我尝试在C中创建一个程序,使用openssl-lib加密目录中的所有文件。我用ntfw()读取目录并将文件名传递给处理函数handleCryptProcess()。功能执行波纹管程序。
我使用RSA公钥来加密文件。
我的问题是,当我的文件夹包含多个文件时,我会收到细分错误。这与处理程序功能有关。我想,上述一个或多个程序无法有效处理内存。
当我的文件夹包含 ONLY ONE 文件时,该程序成功。
Bellow是我的处理函数:
#include "crypt.h"
/**
* - First we generate the filepath of our output file with getCyphertextFilePath().
* - The we check (cryptFlag) and determine if we want to encrypt or decrypt the file.
* - encryptRSAFile() tries to encrypt the file under (fpath).
* decryptRSAFile() tries to decrypt the file under (fpath).
* - We delete the original file using unlink().

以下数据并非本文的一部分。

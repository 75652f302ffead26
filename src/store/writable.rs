//! Writable store.

#[cfg(test)]
#[path = "writable_test.rs"]
mod writable_test;

use std::collections::VecDeque;
use std::sync::atomic::{AtomicU64, Ordering};
use std::sync::{Arc, Mutex, Weak};

use super::{Readable, Subscription, lock};

type Observer<T> = Arc<dyn Fn(&T) + Send + Sync>;

/// A shared, observable value. Cloning yields another handle to the same value.
pub struct Store<T> {
    inner: Arc<Inner<T>>,
}

struct Inner<T> {
    value: Mutex<T>,
    observers: Mutex<Vec<(u64, Observer<T>)>>,
    next_id: AtomicU64,
    dispatch: Mutex<Dispatch<T>>,
}

/// Pending broadcasts. `running` is set while one call drains the queue.
struct Dispatch<T> {
    running: bool,
    pending: VecDeque<T>,
}

/// Clears `running` if an observer panics mid-broadcast.
struct DispatchGuard<'a, T> {
    dispatch: &'a Mutex<Dispatch<T>>,
}

impl<T> Drop for DispatchGuard<'_, T> {
    fn drop(&mut self) {
        if std::thread::panicking() {
            let mut dispatch = lock(self.dispatch);
            dispatch.running = false;
            dispatch.pending.clear();
        }
    }
}

impl<T: Clone + Send + Sync + 'static> Store<T> {
    #[must_use]
    pub fn new(initial: T) -> Self {
        Self {
            inner: Arc::new(Inner {
                value: Mutex::new(initial),
                observers: Mutex::new(Vec::new()),
                next_id: AtomicU64::new(0),
                dispatch: Mutex::new(Dispatch { running: false, pending: VecDeque::new() }),
            }),
        }
    }

    /// Clone the current value.
    #[must_use]
    pub fn get(&self) -> T {
        lock(&self.inner.value).clone()
    }

    /// Read the current value without cloning it.
    ///
    /// `f` runs under the value lock and must not touch this store.
    pub fn with<R>(&self, f: impl FnOnce(&T) -> R) -> R {
        f(&lock(&self.inner.value))
    }

    /// Replace the value and notify every observer.
    pub fn set(&self, value: T) {
        let drain = {
            let mut current = lock(&self.inner.value);
            *current = value.clone();
            self.enqueue(value)
        };
        if drain {
            self.drain();
        }
    }

    /// Replace the value with `f(current)` and notify every observer.
    ///
    /// `f` runs under the value lock and must not touch this store.
    pub fn update(&self, f: impl FnOnce(&T) -> T) {
        let drain = {
            let mut current = lock(&self.inner.value);
            let next = f(&current);
            *current = next.clone();
            self.enqueue(next)
        };
        if drain {
            self.drain();
        }
    }

    /// Mutate the value in place and notify every observer.
    pub fn mutate(&self, f: impl FnOnce(&mut T)) {
        let drain = {
            let mut current = lock(&self.inner.value);
            f(&mut current);
            self.enqueue(current.clone())
        };
        if drain {
            self.drain();
        }
    }

    /// Register `observer`. It is called right away with the current value.
    pub fn subscribe<F>(&self, observer: F) -> Subscription
    where
        F: Fn(&T) + Send + Sync + 'static,
    {
        let id = self.inner.next_id.fetch_add(1, Ordering::Relaxed);
        let observer: Observer<T> = Arc::new(observer);
        lock(&self.inner.observers).push((id, Arc::clone(&observer)));

        let current = self.get();
        observer(&current);

        let weak: Weak<Inner<T>> = Arc::downgrade(&self.inner);
        Subscription::new(move || {
            if let Some(inner) = weak.upgrade() {
                lock(&inner.observers).retain(|(other, _)| *other != id);
            }
        })
    }

    /// Number of registered observers.
    #[must_use]
    pub fn subscriber_count(&self) -> usize {
        lock(&self.inner.observers).len()
    }

    /// Queue `value` for broadcast. Called with the value lock held, so the
    /// queue order matches the write order. Returns `true` if the caller
    /// must drain.
    fn enqueue(&self, value: T) -> bool {
        let mut dispatch = lock(&self.inner.dispatch);
        dispatch.pending.push_back(value);
        !std::mem::replace(&mut dispatch.running, true)
    }

    fn drain(&self) {
        let _guard = DispatchGuard { dispatch: &self.inner.dispatch };
        loop {
            let next = {
                let mut dispatch = lock(&self.inner.dispatch);
                let Some(next) = dispatch.pending.pop_front() else {
                    // Cleared under the same lock as the empty check.
                    dispatch.running = false;
                    return;
                };
                next
            };
            let observers: Vec<Observer<T>> = lock(&self.inner.observers)
                .iter()
                .map(|(_, observer)| Arc::clone(observer))
                .collect();
            for observer in observers {
                observer(&next);
            }
        }
    }
}

impl<T> Clone for Store<T> {
    fn clone(&self) -> Self {
        Self { inner: Arc::clone(&self.inner) }
    }
}

impl<T: Default + Clone + Send + Sync + 'static> Default for Store<T> {
    fn default() -> Self {
        Self::new(T::default())
    }
}

impl<T: Clone + Send + Sync + std::fmt::Debug + 'static> std::fmt::Debug for Store<T> {
    fn fmt(&self, f: &mut std::fmt::Formatter<'_>) -> std::fmt::Result {
        f.debug_struct("Store")
            .field("value", &*lock(&self.inner.value))
            .field("subscribers", &self.subscriber_count())
            .finish()
    }
}

impl<T: Clone + Send + Sync + 'static> Readable<T> for Store<T> {
    fn get(&self) -> T {
        Store::get(self)
    }

    fn subscribe<F>(&self, observer: F) -> Subscription
    where
        F: Fn(&T) + Send + Sync + 'static,
    {
        Store::subscribe(self, observer)
    }
}
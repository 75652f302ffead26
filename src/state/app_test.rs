use super::*;

#[test]
fn app_state_defaults() {
    let state = AppState::default();
    assert!(!state.sidebar_open);
    assert_eq!(state.pending_requests, 0);
    assert!(!state.is_loading());
}

#[test]
fn toggle_sidebar_flips() {
    let app = AppStore::new();
    let open = app.sidebar_open();
    app.toggle_sidebar();
    assert!(open.get());
    app.toggle_sidebar();
    assert!(!open.get());
    app.set_sidebar_open(true);
    assert!(app.get().sidebar_open);
}

#[test]
fn loading_tracks_overlapping_requests() {
    let app = AppStore::new();
    let loading = app.is_loading();

    let first = app.begin_request();
    let second = app.begin_request();
    assert!(loading.get());

    drop(first);
    assert!(loading.get());
    assert_eq!(app.get().pending_requests, 1);

    drop(second);
    assert!(!loading.get());
}
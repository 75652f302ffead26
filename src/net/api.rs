//! Typed helpers for the backend's REST endpoints.
//!
//! Login and registration are sent quietly and without a bearer token:
//! their failures belong in the auth store's `error` field, next to the form
//! that caused them, and a rejected password must not read as an expired
//! session.

#[cfg(test)]
#[path = "api_test.rs"]
mod api_test;

use super::client::ApiClient;
use super::transport::Method;
use super::types::{AuthPayload, Credentials, HealthStatus, ProfilePatch, UserProfile};
use crate::error::ApiError;

pub const LOGIN_PATH: &str = "/auth/login";
pub const REGISTER_PATH: &str = "/auth/register";
pub const LOGOUT_PATH: &str = "/auth/logout";
pub const PROFILE_PATH: &str = "/auth/profile";
pub const HEALTH_PATH: &str = "/health";

/// `POST /auth/login`.
///
/// # Errors
///
/// Returns the normalized failure; bad credentials surface as HTTP 401.
pub async fn login(client: &ApiClient, username: &str, password: &str) -> Result<AuthPayload, ApiError> {
    let credentials = Credentials { username: username.to_owned(), password: password.to_owned(), email: None };
    send_credentials(client, LOGIN_PATH, &credentials).await
}

/// `POST /auth/register`.
///
/// # Errors
///
/// Returns the normalized failure; rejected fields surface as
/// `ApiError::Validation`.
pub async fn register(
    client: &ApiClient,
    username: &str,
    password: &str,
    email: Option<&str>,
) -> Result<AuthPayload, ApiError> {
    let credentials = Credentials {
        username: username.to_owned(),
        password: password.to_owned(),
        email: email.map(str::to_owned),
    };
    send_credentials(client, REGISTER_PATH, &credentials).await
}

async fn send_credentials(client: &ApiClient, path: &str, credentials: &Credentials) -> Result<AuthPayload, ApiError> {
    let body = serde_json::to_value(credentials).map_err(|e| ApiError::Decode(e.to_string()))?;
    let options = client.options_for(&Method::POST).quiet().anonymous();
    client.request(Method::POST, path, Some(body), options).await
}

/// `GET /auth/profile`.
///
/// # Errors
///
/// Returns the normalized failure.
pub async fn profile(client: &ApiClient) -> Result<UserProfile, ApiError> {
    client.get(PROFILE_PATH).await
}

/// `GET /auth/profile`, sent exactly once whatever the client's retry policy.
///
/// # Errors
///
/// Returns the normalized failure.
pub async fn verify_profile(client: &ApiClient) -> Result<UserProfile, ApiError> {
    let options = client.options_for(&Method::GET).no_retry();
    client.request(Method::GET, PROFILE_PATH, None, options).await
}

/// `PUT /auth/profile`. Returns the server's updated profile.
///
/// # Errors
///
/// Returns the normalized failure.
pub async fn update_profile(client: &ApiClient, patch: &ProfilePatch) -> Result<UserProfile, ApiError> {
    client.put(PROFILE_PATH, patch).await
}

/// `POST /auth/logout` on behalf of `token`, which the caller has already
/// dropped locally. Failures, including a 401, are not surfaced to the user.
///
/// # Errors
///
/// Returns the normalized failure.
pub async fn logout(client: &ApiClient, token: &str) -> Result<(), ApiError> {
    let options = client.options_for(&Method::POST).quiet().with_bearer(token);
    client.request(Method::POST, LOGOUT_PATH, None, options).await
}

/// `GET /health`.
///
/// # Errors
///
/// Returns the normalized failure.
pub async fn health(client: &ApiClient) -> Result<HealthStatus, ApiError> {
    client.get(HEALTH_PATH).await
}
//! Light/dark theme resolution.
//!
//! DESIGN
//! ======
//! Two sources, one derived value: the chosen `ThemeMode` and the
//! system-reported `ColorScheme` feed `effective`, which is what the host
//! renders. Applying `effective` to the page goes through `ThemeApplier`,
//! whose implementations must be idempotent.
//!
//! Only an explicit choice (`set_mode`, `toggle`) is persisted; the system
//! scheme is re-reported by the host on every start.

#[cfg(test)]
#[path = "theme_test.rs"]
mod theme_test;

use std::collections::BTreeSet;
use std::sync::{Arc, Mutex};

use crate::net::types::ThemeMode;
use crate::persist::{self, KeyValueStore, THEME_KEY};
use crate::store::{Derived, Store, Subscription, derived, derived2, lock};

#[derive(Clone, Copy, Debug, Default, PartialEq, Eq, Hash)]
pub enum ColorScheme {
    #[default]
    Light,
    Dark,
}

impl ColorScheme {
    #[must_use]
    pub fn as_str(self) -> &'static str {
        match self {
            Self::Light => "light",
            Self::Dark => "dark",
        }
    }

    #[must_use]
    pub fn flipped(self) -> Self {
        match self {
            Self::Light => Self::Dark,
            Self::Dark => Self::Light,
        }
    }
}

impl From<ColorScheme> for ThemeMode {
    fn from(scheme: ColorScheme) -> Self {
        match scheme {
            ColorScheme::Light => Self::Light,
            ColorScheme::Dark => Self::Dark,
        }
    }
}

/// The scheme to render for `mode` when the system reports `system`.
#[must_use]
pub fn resolve(mode: ThemeMode, system: ColorScheme) -> ColorScheme {
    match mode {
        ThemeMode::Light => ColorScheme::Light,
        ThemeMode::Dark => ColorScheme::Dark,
        ThemeMode::System => system,
    }
}

/// Colours for one scheme.
#[derive(Clone, Copy, Debug, PartialEq, Eq)]
pub struct ThemePalette {
    pub primary: &'static str,
    pub background: &'static str,
    pub surface: &'static str,
    pub text: &'static str,
    pub text_secondary: &'static str,
    pub border: &'static str,
}

impl ThemePalette {
    #[must_use]
    pub fn for_scheme(scheme: ColorScheme) -> Self {
        match scheme {
            ColorScheme::Dark => Self {
                primary: "#3b82f6",
                background: "#1a1a1a",
                surface: "#2a2a2a",
                text: "#ffffff",
                text_secondary: "#a1a1aa",
                border: "#3a3a3a",
            },
            ColorScheme::Light => Self {
                primary: "#2563eb",
                background: "#ffffff",
                surface: "#f8fafc",
                text: "#1a1a1a",
                text_secondary: "#6b7280",
                border: "#e5e7eb",
            },
        }
    }
}

// =============================================================================
// APPLIER
// =============================================================================

/// Applies a scheme to whatever the host renders into.
pub trait ThemeApplier: Send + Sync {
    /// Applying the same scheme twice must leave the same state as once.
    fn apply(&self, scheme: ColorScheme);
}

/// Observable root-element state written by `DocumentTheme`.
#[derive(Clone, Debug, Default, PartialEq, Eq)]
pub struct DocumentState {
    pub data_theme: Option<String>,
    pub classes: BTreeSet<String>,
    /// `<meta name="theme-color">` content.
    pub theme_color: Option<String>,
}

/// In-process model of the document root: `data-theme`, the `light`/`dark`
/// class and the `theme-color` meta tag.
#[derive(Debug, Default)]
pub struct DocumentTheme {
    root: Mutex<DocumentState>,
}

impl DocumentTheme {
    #[must_use]
    pub fn new() -> Self {
        Self::default()
    }

    #[must_use]
    pub fn snapshot(&self) -> DocumentState {
        lock(&self.root).clone()
    }
}

impl ThemeApplier for DocumentTheme {
    fn apply(&self, scheme: ColorScheme) {
        let mut root = lock(&self.root);
        root.classes.remove(ColorScheme::Light.as_str());
        root.classes.remove(ColorScheme::Dark.as_str());
        root.classes.insert(scheme.as_str().to_owned());
        root.data_theme = Some(scheme.as_str().to_owned());
        root.theme_color = Some(ThemePalette::for_scheme(scheme).background.to_owned());
    }
}

// =============================================================================
// STORE
// =============================================================================

#[derive(Clone)]
pub struct ThemeStore {
    mode: Store<ThemeMode>,
    system: Store<ColorScheme>,
    effective: Derived<ColorScheme>,
    storage: Arc<dyn KeyValueStore>,
}

impl ThemeStore {
    #[must_use]
    pub fn new(storage: Arc<dyn KeyValueStore>, system: ColorScheme) -> Self {
        let mode = Store::new(ThemeMode::System);
        let system = Store::new(system);
        let effective = derived2(&mode, &system, |m: &ThemeMode, s: &ColorScheme| resolve(*m, *s));
        Self { mode, system, effective, storage }
    }

    /// Load the persisted explicit choice. Returns whether one was found.
    pub fn hydrate(&self) -> bool {
        let Some(raw) = persist::read(self.storage.as_ref(), THEME_KEY) else {
            return false;
        };
        match ThemeMode::parse(&raw) {
            Some(mode) => {
                self.mode.set(mode);
                true
            }
            None => {
                tracing::warn!(value = %raw, "ignoring unknown stored theme");
                false
            }
        }
    }

    #[must_use]
    pub fn mode(&self) -> ThemeMode {
        self.mode.get()
    }

    #[must_use]
    pub fn system_scheme(&self) -> ColorScheme {
        self.system.get()
    }

    #[must_use]
    pub fn effective_scheme(&self) -> ColorScheme {
        self.effective.get()
    }

    /// Choose a mode and persist it.
    pub fn set_mode(&self, mode: ThemeMode) {
        persist::write(self.storage.as_ref(), THEME_KEY, mode.as_str());
        self.mode.set(mode);
    }

    /// Switch to the opposite of what is shown now, as an explicit choice.
    pub fn toggle(&self) -> ColorScheme {
        let next = self.effective.get().flipped();
        self.set_mode(next.into());
        next
    }

    /// Report a change of the system colour scheme.
    pub fn set_system_scheme(&self, scheme: ColorScheme) {
        if self.system.get() != scheme {
            self.system.set(scheme);
        }
    }

    #[must_use]
    pub fn effective(&self) -> Derived<ColorScheme> {
        self.effective.clone()
    }

    #[must_use]
    pub fn is_dark(&self) -> Derived<bool> {
        derived(&self.effective, |s: &ColorScheme| *s == ColorScheme::Dark)
    }

    #[must_use]
    pub fn palette(&self) -> Derived<ThemePalette> {
        derived(&self.effective, |s: &ColorScheme| ThemePalette::for_scheme(*s))
    }

    pub fn subscribe_mode<F>(&self, observer: F) -> Subscription
    where
        F: Fn(&ThemeMode) + Send + Sync + 'static,
    {
        self.mode.subscribe(observer)
    }

    /// Apply the effective scheme now and on every change.
    pub fn attach(&self, applier: Arc<dyn ThemeApplier>) -> Subscription {
        self.effective.subscribe(move |scheme| applier.apply(*scheme))
    }
}
//! Observable value containers.
//!
//! DESIGN
//! ======
//! `Store<T>` is the writable primitive; `Derived<T>` is a read-only view
//! computed from one or two sources. Both implement `Readable<T>` so derived
//! stores compose into a DAG without caring what kind of store feeds them.
//!
//! Observers run synchronously on the mutating call. A mutation issued from
//! inside an observer is queued and broadcast after the current round, so
//! every observer sees values in the order they were applied.

pub mod derived;
pub mod writable;

use std::sync::{Mutex, MutexGuard, PoisonError};

pub use derived::{Derived, derived, derived2};
pub use writable::Store;

/// Read side shared by writable and derived stores.
pub trait Readable<T>: Send + Sync {
    /// Clone the current value.
    fn get(&self) -> T;

    /// Register `observer`, calling it immediately with the current value and
    /// then after every change.
    fn subscribe<F>(&self, observer: F) -> Subscription
    where
        F: Fn(&T) + Send + Sync + 'static;
}

/// Handle returned by `subscribe`. Dropping it unsubscribes.
#[must_use = "dropping a Subscription unsubscribes immediately"]
pub struct Subscription {
    cancel: Option<Box<dyn FnOnce() + Send + Sync>>,
}

impl Subscription {
    pub(crate) fn new<F>(cancel: F) -> Self
    where
        F: FnOnce() + Send + Sync + 'static,
    {
        Self { cancel: Some(Box::new(cancel)) }
    }

    /// Stop receiving notifications.
    pub fn unsubscribe(mut self) {
        if let Some(cancel) = self.cancel.take() {
            cancel();
        }
    }

    /// Keep the observer registered for as long as the store lives.
    pub fn detach(mut self) {
        self.cancel = None;
    }
}

impl Drop for Subscription {
    fn drop(&mut self) {
        if let Some(cancel) = self.cancel.take() {
            cancel();
        }
    }
}

impl std::fmt::Debug for Subscription {
    fn fmt(&self, f: &mut std::fmt::Formatter<'_>) -> std::fmt::Result {
        f.debug_struct("Subscription")
            .field("active", &self.cancel.is_some())
            .finish()
    }
}

/// Lock a mutex, recovering the guard if a panicking observer poisoned it.
pub(crate) fn lock<T>(mutex: &Mutex<T>) -> MutexGuard<'_, T> {
    mutex.lock().unwrap_or_else(PoisonError::into_inner)
}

* - Lastly, rename the new file back to original filename with rename().
*/
int handleCryptProcess(const char *fpath, const en_de_crypt_flag cryptFlag) {
int status;
char *new_fpath = NULL; /* Hold the file path of our output file */
status = getOutputFilePath(fpath, &new_fpath);
if (status == -1) {
return -1; /* Could not get the output filepath. */
}
if (cryptFlag == ENCRYPT) { /* We want to encrypt our file. */
status = encryptRSAFile(fpath, new_fpath);
} else { /* We want to decrypt our file. */
status = decryptRSAFile(fpath, new_fpath);
}
if (status == -1) {
return -1; /* Failed to encrypt/decrypt fpath. */
}
status = unlink(fpath); /* Delete the original file. */
if (status == -1) {
return -1; /* Failed to delete original fpath. */
}
status = rename(new_fpath, fpath); /* Rename our file. */
if (status == -1) {
return -1; /* Failed to rename back to original fpath. */
}
return 0; /* File encrypted/decrypted successfully. */
}
这是我用来创建密文的那个:
#include "crypt.h"
/**
* We use RSA asymmetric cryptography to create our cyphertext.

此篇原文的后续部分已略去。